(Saved data entries)
-- Opening Marker --
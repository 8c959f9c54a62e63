//
// Copyright (c) 2024, 2025 Oracle and/or its affiliates. All rights reserved.
//
// Licensed under the Universal Permissive License v 1.0 as shown at
//  https://oss.oracle.com/licenses/upl/
//

// This is an example program showing how a NoSQL Handle can be used across
// multiple threads. The program doesn't do anything very useful, it just creates
// a table then spawns a bunch of threads to insert/update/put/get/delete/select
// table data in loops until a certain amount of time expires. It then drops the
// table.

// To run this example:
//    cargo run --example quickstart
//
// for extra output:
//    RUST_LOG=debug cargo run --example quickstart
//
// or, for a LOT of tracing output:
//    RUST_LOG=trace cargo run --example quickstart

use oracle_nosql_rust_sdk::types::*;
use oracle_nosql_rust_sdk::DeleteRequest;
use oracle_nosql_rust_sdk::GetRequest;
use oracle_nosql_rust_sdk::Handle;
use oracle_nosql_rust_sdk::HandleMode;
use oracle_nosql_rust_sdk::NoSQLError;
use oracle_nosql_rust_sdk::PutRequest;
use oracle_nosql_rust_sdk::QueryRequest;
use oracle_nosql_rust_sdk::TableRequest;
use std::error::Error;
use std::time::Duration;
use tracing::info;

// This method shows various ways to configure a NoSQL Handle.
async fn get_handle() -> Result<Handle, NoSQLError> {
    // Note: later methods called on this builder will override earlier methods.
    // This allows for setting desired defaults that can be overridden by, for example,
    // .from_environment().
    Handle::builder()
        // For local cloudsim: endpoint, Cloudsim mode:
        .endpoint("http://localhost:8080")?
        .mode(HandleMode::Cloudsim)?
        //
        // For on-premises: endpoint, Onprem mode:
        // .endpoint("https://my.company.com:8080")?
        // .mode(HandleMode::Onprem)?
        // Optional file with onprem secure login credentials
        // .onprem_auth_from_file("/path/to/user_pass_file")?
        // Optional path to x509 certificate in PEM format
        // .onprem_auth_from_file("/path/to/certificate.pem")?
        //
        // For cloud, using user-based file:
        // .cloud_auth_from_file("~/.oci/config")?
        // Optional region, if not specified in above file
        // .cloud_region("us-ashburn-1")?
        // Optional full endpoint, if region is not recognized
        //.endpoint("https://nosql.us-unknown-1.oci.oraclecloud.com")?
        //
        // For cloud, using Instance Principal:
        // .cloud_auth_from_instance()?
        //
        // For cloud, using Resource Principal:
        // .cloud_auth_from_resource()?
        //
        // To read all of the above from environment variables:
        // or, to override above from environment;
        .from_environment()?
        //
        // Optional: set a different default timeout (default is 30 seconds)
        .timeout(Duration::from_secs(15))?
        //
        // Build the handle
        .build()
        .await
}

#[tokio::main]
async fn main() -> Result<(), Box<dyn Error>> {
    // Set up a tracing subscriber to see output based on RUST_LOG environment setting
    tracing_subscriber::fmt()
        .with_env_filter(tracing_subscriber::filter::EnvFilter::from_default_env())
        .with_ansi(false)
        .compact()
        .init();

    // Create a handle. This should be used throughout the program
    info!("Creating new handle...");
    let handle = get_handle().await?;

    // Create an example table
    TableRequest::new("testusers")
        .statement(
            "create table if not exists testusers (id integer, name string,
            created timestamp(3), primary key(id))",
        )
        // the following line is only needed for Cloud mode
        .limits(&TableLimits::provisioned(1000, 1000, 10))
        .execute(&handle)
        .await?
        // wait up to 15 seconds for table to be created
        .wait_for_completion_ms(&handle, 15000, 500)
        .await?;

    // Put a record into the table
    // Note: ttl is a Duration, but internally is converted to a whole number of
    // hours or days. Minimum duration is one hour.
    let putres = PutRequest::new("testusers")
        .timeout(&Duration::from_millis(3000))
        .value(MapValue::new().i32("id", 10).str("name", "jane"))
        .ttl(&Duration::new(7200, 0))
        .execute(&handle)
        .await?;
    println!("PutResult={:?}", putres);
    // PutResult should have a version
    if putres.version().is_none() {
        return Err("PutRequest should have returned a version, but did not".into());
    }

    // Example of using if_version to overwrite existing record
    let putreq2 = PutRequest::new("testusers")
        .timeout(&Duration::from_millis(3000))
        .value(MapValue::new().i32("id", 10).str("name", "john"))
        .if_version(&putres.version().unwrap())
        .ttl(&Duration::new(7200, 0));
    println!("Putreq2={:?}", putreq2);
    let putres2 = putreq2.execute(&handle).await?;
    println!("PutResult2={:?}", putres2);

    // Get the record back
    let getres = GetRequest::new("testusers")
        .key(MapValue::new().i32("id", 10))
        .consistency(Consistency::Eventual)
        .execute(&handle)
        .await?;
    println!("GetResult={:?}", getres);
    // GetResult should have a version
    if getres.version().is_none() {
        return Err("GetRequest should have returned a version, but did not".into());
    }

    // write in some more records, so query below has more to return
    for i in 20..30 {
        //let name = format!("name{}", i);
        let name = "somename".to_string();
        let _ = PutRequest::new("testusers")
            .value(MapValue::new().i32("id", i).str("name", name.as_str()))
            .execute(&handle)
            .await?;
        // Optional delay between puts, if desired
        // tokio::time::sleep(std::time::Duration::from_millis(1000)).await;
    }

    // Simple query, get all rows
    let qres = QueryRequest::new("select * from testusers", "testusers")
        .execute(&handle)
        .await?;
    println!("QueryResult = {:?}", qres);

    // Query with ordering
    let qres1 = QueryRequest::new("select * from testusers order by id", "testusers")
        .execute(&handle)
        .await?;
    println!("QueryResult1 = {:?}", qres1);

    // Example of how to remove a record with if_version
    let delres = DeleteRequest::new("testusers", MapValue::new().i32("id", 10))
        .if_version(&getres.version().unwrap())
        .execute(&handle)
        .await?;
    println!("delres={:?}", delres);

    // Drop the table
    TableRequest::new("testusers")
        .statement("drop table if exists testusers")
        .execute(&handle)
        .await?
        .wait_for_completion_ms(&handle, 15000, 500)
        .await?;

    Ok(())
}
impl PutRequest {
    /// Create a new PutRequest.
    ///
    /// `table_name` should be the name of the table to insert the record into. It is required to be non-empty.
    pub fn new(table_name: &str) -> PutRequest {
        PutRequest {
            table_name: table_name.to_string(),
            ..Default::default()
        }
    }

    /// Set the row value to use for the put operation, from a [`MapValue`].
    ///
    /// Either this method or [`put()`](PutRequest::put()) must be called for the `PutRequest` to be valid.
    ///
    /// The fields of the given value will be mapped to their matching table columns on insertion:
    /// ```no_run
    /// use oracle_nosql_rust_sdk::PutRequest;
    /// use oracle_nosql_rust_sdk::types::*;
    /// use chrono::DateTime;
    ///
    /// # use oracle_nosql_rust_sdk::Handle;
    /// # use std::error::Error;
    /// # use std::collections::HashMap;
    /// # #[tokio::main]
    /// # pub async fn main() -> Result<(), Box<dyn std::error::Error>> {
    /// # let handle = Handle::builder().build().await?;
    /// // Assume a table was created with the following statement:
    /// // "CREATE TABLE users (shard integer, id long, name string, street string, city string,
    /// // zip integer, birth timestamp(3), numbers array(long), data binary, num_map map(integer),
    /// // primary key(shard(shard), id))"
    /// // A MapValue may be created a populated to represent the columns of the table as such:
    /// let user = MapValue::new()
    ///      .column("shard", 1)
    ///      .column("id", 123456788)
    ///      .column("name", "Jane")
    ///      .column("street", "321 Main Street")
    ///      .column("city", "Anytown")
    ///      .column("zip", 12345)
    ///      .column("data", Option::<NoSQLBinary>::None)
    ///      .column("numbers", vec![12345i64, 654556578i64, 43543543543543i64, 23232i64])
    ///      .column("birth", Some(DateTime::parse_from_rfc3339("1996-12-19T16:39:57-08:00")?))
    ///      .column("num_map", HashMap::from([("cars".to_string(), 1), ("pets".to_string(), 4)]));
    ///
    /// let put_result = PutRequest::new("users")
    ///                  .value(user)
    ///                  .execute(&handle).await?;
    /// # Ok(())
    /// # }
    /// ```
    ///
    pub fn value(mut self, val: MapValue) -> PutRequest {
        self.value = val;
        self
    }

    /// Set the row value to use for the put operation, from a given native Rust struct.
    ///
    /// Either this method or [`value()`](PutRequest::value()) must be called for the `PutRequest` to be valid.
    ///
    /// The fields of the given value will be mapped to their matching table columns on insertion, based
    /// on the [`macro@NoSQLRow`] derive macro being specified on the given struct:
    ///
    /// ```no_run
    /// use oracle_nosql_rust_sdk::PutRequest;
    /// use oracle_nosql_rust_sdk::types::*;
    /// use chrono::{DateTime, FixedOffset};
    ///
    /// # use oracle_nosql_rust_sdk::Handle;
    /// # use std::error::Error;
    /// # use std::collections::HashMap;
    /// # #[tokio::main]
    /// # pub async fn main() -> Result<(), Box<dyn std::error::Error>> {
    /// # let handle = Handle::builder().build().await?;
    /// // Assume a table was created with the following statement:
    /// // "CREATE TABLE users (shard integer, id long, name string, street string, city string,
    /// // zip integer, birth timestamp(3), numbers array(long), data binary, num_map map(integer),
    /// // primary key(shard(shard), id))"
    /// // A corresponding Rust struct may look something like below. Adding the `NoSQLRow`
    /// // derive allows instances of this struct to be written into the table without
    /// // creating an equivalent `MapValue`.
    /// #[derive(Default, Debug, NoSQLRow)]
    /// struct Person {
    ///     pub shard: i32,
    ///     #[nosql(type=long, column=id)]
    ///     pub uuid: i64,
    ///     pub name: String,
    ///     pub birth: Option<DateTime<FixedOffset>>,
    ///     pub street: Option<String>,
    ///     pub data: Option<NoSQLBinary>,
    ///     pub city: String,
    ///     pub zip: i32,
    ///     pub numbers: Vec<i64>,
    ///     pub num_map: HashMap<String, i32>,
    /// }
    ///
    /// // Create an instance of the struct and insert it into the NoSQL database:
    /// let user = Person {
    ///      shard: 1,
    ///      uuid: 123456788,
    ///      name: "Jane".to_string(),
    ///      street: Some("321 Main Street".to_string()),
    ///      city: "Anytown".to_string(),
    ///      zip: 12345,
    ///      data: None,
    ///      numbers: vec![12345, 654556578, 43543543543543, 23232],
    ///      birth: Some(DateTime::parse_from_rfc3339("1996-12-19T16:39:57-08:00")?),
    ///      num_map: HashMap::from([("cars".to_string(), 1), ("pets".to_string(), 4)]),
    ///      ..Default::default()
    ///  };
    ///
    /// let put_result = PutRequest::new("users")
    ///                  .put(user)?
    ///                  .execute(&handle).await?;
    /// # Ok(())
    /// # }
    /// ```
    ///
    /// See the [`GetRequest::execute_into()`](crate::GetRequest::execute_into()) documentation for
    /// another example of using native Rust structs with `NoSQLRow`.
    pub fn put(mut self, val: impl NoSQLRow) -> Result<PutRequest, NoSQLError> {
        match val.to_map_value() {
            Ok(value) => {
                self.value = value;
                return Ok(self);
            }
            Err(e) => {
                // TODO: save error as source
                return Err(NoSQLError::new(
                    IllegalArgument,
                    &format!("could not convert struct to MapValue: {}", e.to_string()),
                ));
            }
        }
    }

    /// Specify the timeout value for the request.
    ///
    /// This is optional.
    /// If set, it must be greater than or equal to 1 millisecond, otherwise an
    /// IllegalArgument error will be returned.
    /// If not set, the default timeout value configured for the [`Handle`](crate::HandleBuilder::timeout()) is used.
    pub fn timeout(mut self, t: &Duration) -> PutRequest {
        self.timeout = Some(t.clone());
        self
    }

    /// Cloud Service only: set the name or id of a compartment to be used for this operation.
    ///
    /// The compartment may be specified as either a name (or path for nested compartments) or as an id (OCID).
    /// A name (vs id) can only be used when authenticated using a specific user identity. It is not available if
    /// the associated handle authenticated as an Instance Principal (which can be done when calling the service from
    /// a compute instance in the Oracle Cloud Infrastructure: see [`HandleBuilder::cloud_auth_from_instance()`](crate::HandleBuilder::cloud_auth_from_instance()).)
    ///
    /// If no compartment is given, the [default compartment for the handle](crate::HandleBuilder::default_compartment_id()) will be used. If that is not set, the root compartment of the tenancy will be used.
    pub fn compartment_id(mut self, compartment_id: &str) -> PutRequest {
        self.compartment_id = compartment_id.to_string();
        self
    }

    /// Return information about the existing row, if present.
    /// Requesting this information incurs additional cost and may affect operation latency.
    pub fn return_row(mut self, val: bool) -> PutRequest {
        self.return_row = val;
        self
    }

    /// Specifies the optional time to live (TTL) value, causing the time to live on
    /// the row to be set to the specified value on put.
    ///
    /// Note: Internally, NoSQL uses a resolution of one hour for TTL values. This
    /// value, if given, will be converted to a whole number of hours. The minimum
    /// number of hours is 1.
    pub fn ttl(mut self, val: &Duration) -> PutRequest {
        self.ttl = val.clone();
        self
    }

    /// Specifies whether to use the table's default TTL for the row.
    /// If true, and there is an existing row, causes the operation to update
    /// the time to live (TTL) value of the row based on the table's default
    /// TTL if set. If the table has no default TTL this setting has no effect.
    /// By default updating an existing row has no effect on its TTL.
    pub fn use_table_ttl(mut self, val: bool) -> PutRequest {
        self.use_table_ttl = val;
        self
    }

    /// Succeed only if the given row exists and its version matches the given version.
    pub fn if_version(mut self, version: &Version) -> PutRequest {
        self.match_version = version.clone();
        self.if_present = false;
        self.if_absent = false;
        self
    }

    /// Succeed only of the given row does not already exist.
    pub fn if_absent(mut self) -> PutRequest {
        self.if_absent = true;
        self.if_present = false;
        self.match_version.clear();
        self
    }

    /// Succeed only of the given row already exists.
    pub fn if_present(mut self) -> PutRequest {
        self.if_present = true;
        self.if_absent = false;
        self.match_version.clear();
        self
    }

    pub async fn execute(&self, h: &Handle) -> Result<PutResult, NoSQLError> {
        let mut w: Writer = Writer::new();
        w.write_i16(h.inner.serial_version);
        let timeout = h.get_timeout(&self.timeout);
        self.serialize_internal(&mut w, false, false, &timeout);
        let mut opts = SendOptions {
            timeout: timeout,
            retryable: false,
            compartment_id: self.compartment_id.clone(),
            ..Default::default()
        };
        let mut r = h.send_and_receive(w, &mut opts).await?;
        let resp = PutRequest::nson_deserialize(&mut r)?;
        Ok(resp)
    }

    fn serialize_internal(
        &self,
        w: &mut Writer,
        is_sub_request: bool,
        add_table_name: bool,
        timeout: &Duration,
    ) {
        let mut ns = NsonSerializer::start_request(w);
        let mut opcode = OpCode::Put;
        if self.match_version.len() > 0 {
            opcode = OpCode::PutIfVersion;
        } else if self.if_present {
            opcode = OpCode::PutIfPresent;
        } else if self.if_absent {
            opcode = OpCode::PutIfAbsent;
        }

        if is_sub_request {
            if add_table_name {
                ns.write_string_field(TABLE_NAME, &self.table_name);
            }
            ns.write_i32_field(OP_CODE, opcode as i32);
            if self.abort_on_fail {
                ns.write_bool_field(ABORT_ON_FAIL, true);
            }
        } else {
            ns.start_header();
            ns.write_header(opcode, timeout, &self.table_name);
            ns.end_header();
            ns.start_payload();
            //ns.write_i32_field(DURABILITY, 0); // TODO
        }

        ns.write_true_bool_field(RETURN_ROW, self.return_row);

        if self.match_version.len() > 0 {
            ns.write_binary_field(ROW_VERSION, &self.match_version);
        }

        if self.use_table_ttl {
            ns.write_bool_field(UPDATE_TTL, true);
        } else if self.ttl.as_secs() > 0 {
            // currently, NoSQL only allows DAYS or HOURS settings.
            // calculate a whole number of hours, and if it is evenly divisible by 24,
            // convert that to days.
            let mut hours = self.ttl.as_secs() / 3600;
            // minumum TTL
            if hours == 0 {
                hours = 1;
            }
            let mut ttl = format!("{} HOURS", hours);
            if (hours % 24) == 0 {
                ttl = format!("{} DAYS", hours / 24);
            }
            ns.write_string_field(TTL, &ttl);
            ns.write_bool_field(UPDATE_TTL, true);
        }

        ns.write_true_bool_field(EXACT_MATCH, self.exact_match);
        // TODO identity cache size

        ns.write_map_field(VALUE, &self.value);

        // TODO others

        if is_sub_request == false {
            ns.end_payload();
        }
        ns.end_request();
    }

    pub(crate) fn nson_deserialize(r: &mut Reader) -> Result<PutResult, NoSQLError> {
        let mut walker = MapWalker::new(r)?;
        let mut res: PutResult = Default::default();
        while walker.has_next() {
            walker.next()?;
            let name = walker.current_name();
            match name.as_str() {
                ERROR_CODE => {
                    //println!("   w: ERROR_CODE");
                    walker.handle_error_code()?;
                }
                CONSUMED => {
                    //println!("   w: CONSUMED");
                    res.consumed = Some(walker.read_nson_consumed_capacity()?);
                    //println!(" consumed={:?}", res.consumed);
                }
                ROW_VERSION => {
                    //println!("   w: ROW_VERSION");
                    res.version = Some(walker.read_nson_binary()?);
                }
                GENERATED => {
                    //println!("   w: GENERATED");
                    res.generated_value = Some(walker.read_nson_field_value()?);
                    //println!("generated_value={:?}", res.generated_value);
                }
                RETURN_INFO => {
                    //println!("   w: RETURN_INFO");
                    read_return_info(walker.r, &mut res)?;
                }
                _ => {
                    //println!("   put_result: skipping field '{}'", name);
                    walker.skip_nson_field()?;
                }
            }
        }
        Ok(res)
    }
}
-- Closing Marker --
### PROBLEM DESCRIPTION
Each line in the data that holds the string "Writer" needs to be copied.

### RESPONSE BOX
        let mut w: Writer = Writer::new();
        w: &mut Writer,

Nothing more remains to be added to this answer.